The flaw affects a variety of products, including Trend Micro's InterScan Messaging Security Suite, InterScan VirusWall, InterScan Web Security Suite, OfficeScan and ServerProtect offerings. Trend Micro's consumer offerings -- such as Trend Micro Antivirus and PC-cillin -- are also affected, officials said.
The vulnerability stems from a corrupted UPX file in Trend Micro's scan engine. An attacker who successfully exploits it can cause a buffer overflow and trigger a Windows Blue Screen of Death (BSOD) or -- more dangerous still -- potentially execute arbitrary code on the compromised system.
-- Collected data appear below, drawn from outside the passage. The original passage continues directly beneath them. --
impl Database {
    /// Open (and migrate) the default database.
    pub fn open() -> Result<Self> {
        let path = data_dir()?.join("voidhabit.db");
        Self::open_at(&path)
    }

    /// Open (and migrate) a database at an explicit path.
    pub fn open_at(path: &Path) -> Result<Self> {
        let conn = Connection::open(path).map_err(|source| DatabaseError::OpenFailed {
            path: path.to_path_buf(),
            source,
        })?;
        let db = Self { conn };
        db.migrate()?;
        Ok(db)
    }

    /// In-memory database for unit tests.
    #[cfg(test)]
    pub fn open_memory() -> Result<Self> {
        let conn = Connection::open_in_memory().map_err(DatabaseError::from)?;
        let db = Self { conn };
        db.migrate()?;
        Ok(db)
    }

    fn migrate(&self) -> Result<(), DatabaseError> {
        self.conn
            .execute_batch(
                "CREATE TABLE IF NOT EXISTS tasks (
                    id                 TEXT PRIMARY KEY,
                    title              TEXT NOT NULL,
                    type               TEXT NOT NULL,
                    status             TEXT NOT NULL DEFAULT 'pending',
                    due_date           TEXT,
                    due_time           TEXT,
                    recurrence_pattern TEXT,
                    created_at         TEXT NOT NULL
                );

                CREATE TABLE IF NOT EXISTS books (
                    id             TEXT PRIMARY KEY,
                    title          TEXT NOT NULL,
                    author         TEXT NOT NULL,
                    status         TEXT NOT NULL,
                    start_date     TEXT,
                    finish_date    TEXT,
                    color_gradient TEXT NOT NULL DEFAULT '',
                    created_at     TEXT NOT NULL
                );

                CREATE TABLE IF NOT EXISTS workout_plans (
                    id                TEXT PRIMARY KEY,
                    name              TEXT NOT NULL,
                    day_of_week       TEXT NOT NULL,
                    exercises         TEXT NOT NULL,
                    video_url         TEXT,
                    last_edited_at    TEXT NOT NULL,
                    last_edited_month TEXT,
                    created_at        TEXT NOT NULL
                );

                CREATE TABLE IF NOT EXISTS workout_logs (
                    id               INTEGER PRIMARY KEY AUTOINCREMENT,
                    plan_id          TEXT NOT NULL,
                    date             TEXT NOT NULL,
                    duration_minutes INTEGER NOT NULL,
                    notes            TEXT NOT NULL DEFAULT ''
                );

                CREATE TABLE IF NOT EXISTS meditation_logs (
                    id               INTEGER PRIMARY KEY AUTOINCREMENT,
                    date             TEXT NOT NULL,
                    duration_minutes INTEGER NOT NULL,
                    goal_met         INTEGER NOT NULL,
                    is_focus_mode    INTEGER NOT NULL,
                    notes            TEXT NOT NULL DEFAULT ''
                );

                CREATE TABLE IF NOT EXISTS kv (
                    key   TEXT PRIMARY KEY,
                    value TEXT NOT NULL
                );

                CREATE INDEX IF NOT EXISTS idx_tasks_created_at ON tasks(created_at);
                CREATE INDEX IF NOT EXISTS idx_workout_logs_date ON workout_logs(date);
                CREATE INDEX IF NOT EXISTS idx_meditation_logs_date ON meditation_logs(date);",
            )
            .map_err(|e| DatabaseError::MigrationFailed(e.to_string()))
    }

    // ── Tasks ────────────────────────────────────────────────────────

    pub fn insert_task(&self, task: &Task) -> Result<(), DatabaseError> {
        self.conn.execute(
            "INSERT INTO tasks (id, title, type, status, due_date, due_time, recurrence_pattern, created_at)
             VALUES (?1, ?2, ?3, ?4, ?5, ?6, ?7, ?8)",
            params![
                task.id,
                task.title,
                type_str(task.task_type),
                status_str(task.status),
                task.due_date.map(|d| d.to_string()),
                task.due_time.map(|t| t.format("%H:%M:%S").to_string()),
                task.recurrence.map(|_| "daily"),
                task.created_at.to_rfc3339(),
            ],
        )?;
        Ok(())
    }

    /// All tasks in creation order, the order the filter functions
    /// preserve.
    pub fn list_tasks(&self) -> Result<Vec<Task>, DatabaseError> {
        let mut stmt = self.conn.prepare(
            "SELECT id, title, type, status, due_date, due_time, recurrence_pattern, created_at
             FROM tasks ORDER BY created_at ASC, id ASC",
        )?;
        let rows = stmt.query_map([], task_from_row)?;
        rows.collect::<Result<Vec<_>, _>>().map_err(Into::into)
    }

    pub fn get_task(&self, id: &str) -> Result<Task, DatabaseError> {
        self.conn
            .query_row(
                "SELECT id, title, type, status, due_date, due_time, recurrence_pattern, created_at
                 FROM tasks WHERE id = ?1",
                params![id],
                task_from_row,
            )
            .optional()?
            .ok_or_else(|| DatabaseError::NotFound {
                entity: "task".into(),
                id: id.into(),
            })
    }

    /// Persist a toggle. Returns the new completed state.
    pub fn set_task_status(&self, id: &str, completed: bool) -> Result<(), DatabaseError> {
        let changed = self.conn.execute(
            "UPDATE tasks SET status = ?1 WHERE id = ?2",
            params![if completed { "completed" } else { "pending" }, id],
        )?;
        if changed == 0 {
            return Err(DatabaseError::NotFound {
                entity: "task".into(),
                id: id.into(),
            });
        }
        Ok(())
    }

    pub fn delete_task(&self, id: &str) -> Result<(), DatabaseError> {
        self.conn
            .execute("DELETE FROM tasks WHERE id = ?1", params![id])?;
        Ok(())
    }

    // ── Books ────────────────────────────────────────────────────────

    pub fn insert_book(&self, book: &Book) -> Result<(), DatabaseError> {
        self.conn.execute(
            "INSERT INTO books (id, title, author, status, start_date, finish_date, color_gradient, created_at)
             VALUES (?1, ?2, ?3, ?4, ?5, ?6, ?7, ?8)",
            params![
                book.id,
                book.title,
                book.author,
                book.status.to_string(),
                book.start_date.map(|d| d.to_string()),
                book.finish_date.map(|d| d.to_string()),
                book.color_gradient,
                book.created_at.to_rfc3339(),
            ],
        )?;
        Ok(())
    }

    /// Newest first, mirroring the bookshelf view.
    pub fn list_books(&self) -> Result<Vec<Book>, DatabaseError> {
        let mut stmt = self.conn.prepare(
            "SELECT id, title, author, status, start_date, finish_date, color_gradient, created_at
             FROM books ORDER BY created_at DESC, id DESC",
        )?;
        let rows = stmt.query_map([], |row| {
            Ok(Book {
                id: row.get(0)?,
                title: row.get(1)?,
                author: row.get(2)?,
                status: parse_book_status(&row.get::<_, String>(3)?),
                start_date: parse_date(row.get::<_, Option<String>>(4)?),
                finish_date: parse_date(row.get::<_, Option<String>>(5)?),
                color_gradient: row.get(6)?,
                created_at: parse_ts(&row.get::<_, String>(7)?),
            })
        })?;
        rows.collect::<Result<Vec<_>, _>>().map_err(Into::into)
    }

    pub fn set_book_status(
        &self,
        id: &str,
        status: BookStatus,
        finish_date: Option<NaiveDate>,
    ) -> Result<(), DatabaseError> {
        let changed = self.conn.execute(
            "UPDATE books SET status = ?1, finish_date = ?2 WHERE id = ?3",
            params![status.to_string(), finish_date.map(|d| d.to_string()), id],
        )?;
        if changed == 0 {
            return Err(DatabaseError::NotFound {
                entity: "book".into(),
                id: id.into(),
            });
        }
        Ok(())
    }

    pub fn delete_book(&self, id: &str) -> Result<(), DatabaseError> {
        self.conn
            .execute("DELETE FROM books WHERE id = ?1", params![id])?;
        Ok(())
    }

    // ── Workout plans ────────────────────────────────────────────────

    /// Insert or overwrite a plan (the exercise list is stored as JSON, as
    /// the original schema did).
    pub fn save_plan(&self, plan: &WorkoutPlan) -> Result<()> {
        let exercises = serde_json::to_string(&plan.exercises)?;
        self.conn.execute(
            "INSERT INTO workout_plans
                 (id, name, day_of_week, exercises, video_url, last_edited_at, last_edited_month, created_at)
             VALUES (?1, ?2, ?3, ?4, ?5, ?6, ?7, ?8)
             ON CONFLICT(id) DO UPDATE SET
                 name = excluded.name,
                 day_of_week = excluded.day_of_week,
                 exercises = excluded.exercises,
                 video_url = excluded.video_url,
                 last_edited_at = excluded.last_edited_at,
                 last_edited_month = excluded.last_edited_month",
            params![
                plan.id,
                plan.name,
                plan.day_of_week,
                exercises,
                plan.video_url,
                plan.last_edited_at.to_rfc3339(),
                plan.last_edited_month,
                plan.created_at.to_rfc3339(),
            ],
        ).map_err(DatabaseError::from)?;
        Ok(())
    }

    pub fn list_plans(&self) -> Result<Vec<WorkoutPlan>> {
        let mut stmt = self
            .conn
            .prepare(
                "SELECT id, name, day_of_week, exercises, video_url, last_edited_at, last_edited_month, created_at
                 FROM workout_plans ORDER BY created_at ASC",
            )
            .map_err(DatabaseError::from)?;
        let rows = stmt
            .query_map([], |row| {
                Ok((
                    row.get::<_, String>(0)?,
                    row.get::<_, String>(1)?,
                    row.get::<_, String>(2)?,
                    row.get::<_, String>(3)?,
                    row.get::<_, Option<String>>(4)?,
                    row.get::<_, String>(5)?,
                    row.get::<_, Option<String>>(6)?,
                    row.get::<_, String>(7)?,
                ))
            })
            .map_err(DatabaseError::from)?;

        let mut plans = Vec::new();
        for row in rows {
            let (id, name, day_of_week, exercises, video_url, edited_at, edited_month, created_at) =
                row.map_err(DatabaseError::from)?;
            plans.push(WorkoutPlan {
                id,
                name,
                day_of_week,
                exercises: serde_json::from_str(&exercises)?,
                video_url,
                last_edited_at: parse_ts(&edited_at),
                last_edited_month: edited_month,
                created_at: parse_ts(&created_at),
            });
        }
        Ok(plans)
    }

    pub fn delete_plan(&self, id: &str) -> Result<(), DatabaseError> {
        self.conn
            .execute("DELETE FROM workout_plans WHERE id = ?1", params![id])?;
        Ok(())
    }

    // ── Logs ─────────────────────────────────────────────────────────

    /// Record a finished workout session. Best-effort from the session's
    /// point of view: the session has already transitioned when this runs.
    pub fn record_workout(
        &self,
        plan_id: &str,
        date: NaiveDate,
        duration_minutes: u32,
        report: &CompletionReport,
    ) -> Result<i64, DatabaseError> {
        let notes = format!(
            "Completou {}/{} exercícios ({}%)",
            report.completed_count,
            report.total_count,
            report.percentage()
        );
        self.conn.execute(
            "INSERT INTO workout_logs (plan_id, date, duration_minutes, notes)
             VALUES (?1, ?2, ?3, ?4)",
            params![plan_id, date.to_string(), duration_minutes, notes],
        )?;
        Ok(self.conn.last_insert_rowid())
    }

    pub fn record_meditation(&self, report: &MeditationReport) -> Result<i64, DatabaseError> {
        self.conn.execute(
            "INSERT INTO meditation_logs (date, duration_minutes, goal_met, is_focus_mode, notes)
             VALUES (?1, ?2, ?3, ?4, ?5)",
            params![
                report.date.to_string(),
                report.duration_minutes,
                report.goal_met,
                report.focus_mode,
                report.note,
            ],
        )?;
        Ok(self.conn.last_insert_rowid())
    }

    pub fn list_workout_logs(&self) -> Result<Vec<WorkoutLogRecord>, DatabaseError> {
        let mut stmt = self.conn.prepare(
            "SELECT id, plan_id, date, duration_minutes, notes
             FROM workout_logs ORDER BY date DESC, id DESC",
        )?;
        let rows = stmt.query_map([], |row| {
            Ok(WorkoutLogRecord {
                id: row.get(0)?,
                plan_id: row.get(1)?,
                date: parse_date(Some(row.get::<_, String>(2)?)).unwrap_or_default(),
                duration_minutes: row.get(3)?,
                notes: row.get(4)?,
            })
        })?;
        rows.collect::<Result<Vec<_>, _>>().map_err(Into::into)
    }

    pub fn list_meditation_logs(&self) -> Result<Vec<MeditationLogRecord>, DatabaseError> {
        let mut stmt = self.conn.prepare(
            "SELECT id, date, duration_minutes, goal_met, is_focus_mode, notes
             FROM meditation_logs ORDER BY date DESC, id DESC",
        )?;
        let rows = stmt.query_map([], |row| {
            Ok(MeditationLogRecord {
                id: row.get(0)?,
                date: parse_date(Some(row.get::<_, String>(1)?)).unwrap_or_default(),
                duration_minutes: row.get(2)?,
                goal_met: row.get(3)?,
                is_focus_mode: row.get(4)?,
                notes: row.get(5)?,
            })
        })?;
        rows.collect::<Result<Vec<_>, _>>().map_err(Into::into)
    }

    /// Union of workout and meditation log dates, for streak computation.
    pub fn activity_dates(&self) -> Result<Vec<NaiveDate>, DatabaseError> {
        let mut stmt = self.conn.prepare(
            "SELECT date FROM workout_logs UNION SELECT date FROM meditation_logs",
        )?;
        let rows = stmt.query_map([], |row| row.get::<_, String>(0))?;
        let mut dates = Vec::new();
        for row in rows {
            if let Some(d) = parse_date(Some(row?)) {
                dates.push(d);
            }
        }
        Ok(dates)
    }

    // ── Key-value store ──────────────────────────────────────────────

    pub fn kv_get(&self, key: &str) -> Result<Option<String>, DatabaseError> {
        self.conn
            .query_row(
                "SELECT value FROM kv WHERE key = ?1",
                params![key],
                |row| row.get(0),
            )
            .optional()
            .map_err(Into::into)
    }

    pub fn kv_set(&self, key: &str, value: &str) -> Result<(), DatabaseError> {
        self.conn.execute(
            "INSERT INTO kv (key, value) VALUES (?1, ?2)
             ON CONFLICT(key) DO UPDATE SET value = excluded.value",
            params![key, value],
        )?;
        Ok(())
    }

    pub fn kv_delete(&self, key: &str) -> Result<(), DatabaseError> {
        self.conn
            .execute("DELETE FROM kv WHERE key = ?1", params![key])?;
        Ok(())
    }
}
In the latter scenario, officials concede, an attacker could take control of the system.
The vulnerability was first reported by iDefense Vulnerability Labs, a security researcher based in Sterling, Virginia.
According to iDefense researchers, the flaw can be exploited by means of common protocols, such as SMTP, HTTP or FTP; nor must an attacker successfully authenticate to be able to exploit the vulnerability, iDefense says.
The worst-case scenario -- remote execution of arbitrary code -- stems from the fact that (in Windows environments) the Trend Micro scan engine runs in the kernel context. Under Linux, the engine runes as a daemon with superuser privileges, iDefense researchers say. The upshot, in any case, is severe: an attacker can take complete control of a compromised system, assuming she's first able to successfully execute her malicious payload.
Trend Micro advises customers to update their virus pattern files to 4.245.00. It also plans to incorporate a fix into its upcoming Scan Engine version 8.5 release. In addition, Trend Micro officials say, the AV specialist also distributes a fix for the flaw via its automatic update feature.
Stephen Swoyer is a Nashville, TN-based freelance journalist who writes about technology.